[Dataset entries]
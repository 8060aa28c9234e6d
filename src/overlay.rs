//! The contract between the transport engine and the overlay library.
//!
//! The overlay owns node identity, virtual-network membership, encryption,
//! and path selection; the engine only drives it and services its
//! callbacks. Because the overlay is not reentrant, every entry point
//! receives the host callback surface as an argument and is invoked with
//! the node's lock held; host callbacks therefore never block and never
//! call back into the overlay. Anything that needs the engine proper
//! (frame dispatch, configuration changes) is queued on the host and
//! drained by the engine after the overlay call returns, still under the
//! same lock.

pub mod memory;

use crate::addr::{Mac, NetworkId, NodeId};
use std::net::SocketAddr;
use thiserror::Error as ThisError;

/// What happened to a virtual network's configuration.
#[derive(Debug, Clone, Copy, PartialEq, Eq)]
pub enum ConfigOp {
    /// The network came up; its configuration is now valid.
    Up,
    /// An updated configuration for a network that is already up.
    Update,
    /// The network went away.
    Down,
}

/// The subset of a network's configuration the transport cares about.
#[derive(Debug, Clone, Copy, PartialEq, Eq)]
pub struct NetworkConfig {
    pub nwid: NetworkId,
    /// Largest virtual frame the network will carry.
    pub mtu: u32,
    /// Physical-path MTU underneath the overlay.
    pub phy_mtu: u32,
}

/// Object types the overlay may ask the host to persist.
///
/// Only identities and the planet map to files; the rest live in memory
/// for the lifetime of the node at most.
#[derive(Debug, Clone, Copy, PartialEq, Eq, Hash)]
pub enum StateObject {
    IdentityPublic,
    IdentitySecret,
    Planet,
    Moon,
    Peer,
    Network,
}

impl StateObject {
    /// The file this object is stored under in a home directory, or
    /// `None` for object types that are never persisted.
    pub fn file_name(self) -> Option<&'static str> {
        match self {
            StateObject::IdentityPublic => Some("identity.public"),
            StateObject::IdentitySecret => Some("identity.secret"),
            StateObject::Planet => Some("planet"),
            StateObject::Moon | StateObject::Peer | StateObject::Network => None,
        }
    }
}

/// Informational overlay events. These must not alter engine state.
#[derive(Debug, Clone, PartialEq, Eq)]
pub enum OverlayEvent {
    Up,
    Online,
    Offline,
    Down,
    Trace(String),
}

#[derive(Debug, ThisError)]
pub enum OverlayError {
    /// A recoverable failure: the affected packet or frame is dropped and
    /// the engine carries on.
    #[error("transient overlay failure: {0}")]
    Transient(String),
    /// The overlay is wedged; the node must shut down.
    #[error("fatal overlay failure: {0}")]
    Fatal(String),
}

/// The callback surface the engine provides to the overlay.
pub trait OverlayHost {
    /// Hands the overlay's encrypted packet to UDP. Non-blocking and
    /// best-effort: failures drop the packet.
    fn wire_send(&mut self, dest: SocketAddr, packet: &[u8]);

    /// Delivers a decrypted virtual-L2 frame for the local node. The host
    /// queues it; the engine dispatches after the overlay call returns.
    fn virtual_frame(
        &mut self,
        nwid: NetworkId,
        src_mac: Mac,
        dst_mac: Mac,
        ethertype: u16,
        payload: &[u8],
    );

    /// Reports a network coming up, changing, or going away.
    fn network_config(&mut self, op: ConfigOp, config: NetworkConfig);

    /// Persists an overlay object, replacing any previous value whole.
    fn state_put(&mut self, object: StateObject, data: &[u8]);

    /// Reads back a persisted object. Returns `None` if the object is
    /// absent or larger than `limit` bytes.
    fn state_get(&mut self, object: StateObject, limit: usize) -> Option<Vec<u8>>;

    /// An informational event; hosts may log it and nothing else.
    fn event(&mut self, event: OverlayEvent);
}

/// The external overlay library, as consumed by the engine.
///
/// All methods are called with the node lock held and must not block.
/// Times are monotonic milliseconds.
pub trait Overlay: Send {
    /// This node's overlay identity.
    fn node_id(&self) -> NodeId;

    /// Joins a virtual network. The overlay reports the network's
    /// configuration through [`OverlayHost::network_config`], immediately
    /// or once membership is established.
    fn join(&mut self, host: &mut dyn OverlayHost, nwid: NetworkId) -> Result<(), OverlayError>;

    /// Leaves a virtual network.
    fn leave(&mut self, host: &mut dyn OverlayHost, nwid: NetworkId) -> Result<(), OverlayError>;

    /// Feeds one received UDP packet through the overlay. Decrypted
    /// frames for this node come back via [`OverlayHost::virtual_frame`];
    /// relayed traffic goes back out via [`OverlayHost::wire_send`].
    fn process_wire_packet(
        &mut self,
        host: &mut dyn OverlayHost,
        now_ms: u64,
        source: SocketAddr,
        packet: &[u8],
    ) -> Result<(), OverlayError>;

    /// Sends one virtual-L2 frame toward a peer, best-effort.
    fn send_virtual_frame(
        &mut self,
        host: &mut dyn OverlayHost,
        now_ms: u64,
        nwid: NetworkId,
        src_mac: Mac,
        dst_mac: Mac,
        ethertype: u16,
        payload: &[u8],
    ) -> Result<(), OverlayError>;

    /// Runs the overlay's periodic housekeeping and returns the next
    /// desired wakeup time in monotonic milliseconds.
    fn process_background_tasks(
        &mut self,
        host: &mut dyn OverlayHost,
        now_ms: u64,
    ) -> Result<u64, OverlayError>;
}

/// Creates overlay instances, one per node.
///
/// The factory is handed the host so the overlay can load its identity
/// through [`OverlayHost::state_get`] before the node finishes coming up.
pub trait OverlayFactory: Send + Sync {
    fn open(&self, host: &mut dyn OverlayHost) -> Result<Box<dyn Overlay>, OverlayError>;
}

Try it: Lines from the top of the data above through the line with "still under the", both ends included: copy them exactly, nothing more.

Exercise answer:
repository 8060aa28c9234e6d
filename src/overlay.rs
//! The contract between the transport engine and the overlay library.
//!
//! The overlay owns node identity, virtual-network membership, encryption,
//! and path selection; the engine only drives it and services its
//! callbacks. Because the overlay is not reentrant, every entry point
//! receives the host callback surface as an argument and is invoked with
//! the node's lock held; host callbacks therefore never block and never
//! call back into the overlay. Anything that needs the engine proper
//! (frame dispatch, configuration changes) is queued on the host and
//! drained by the engine after the overlay call returns, still under the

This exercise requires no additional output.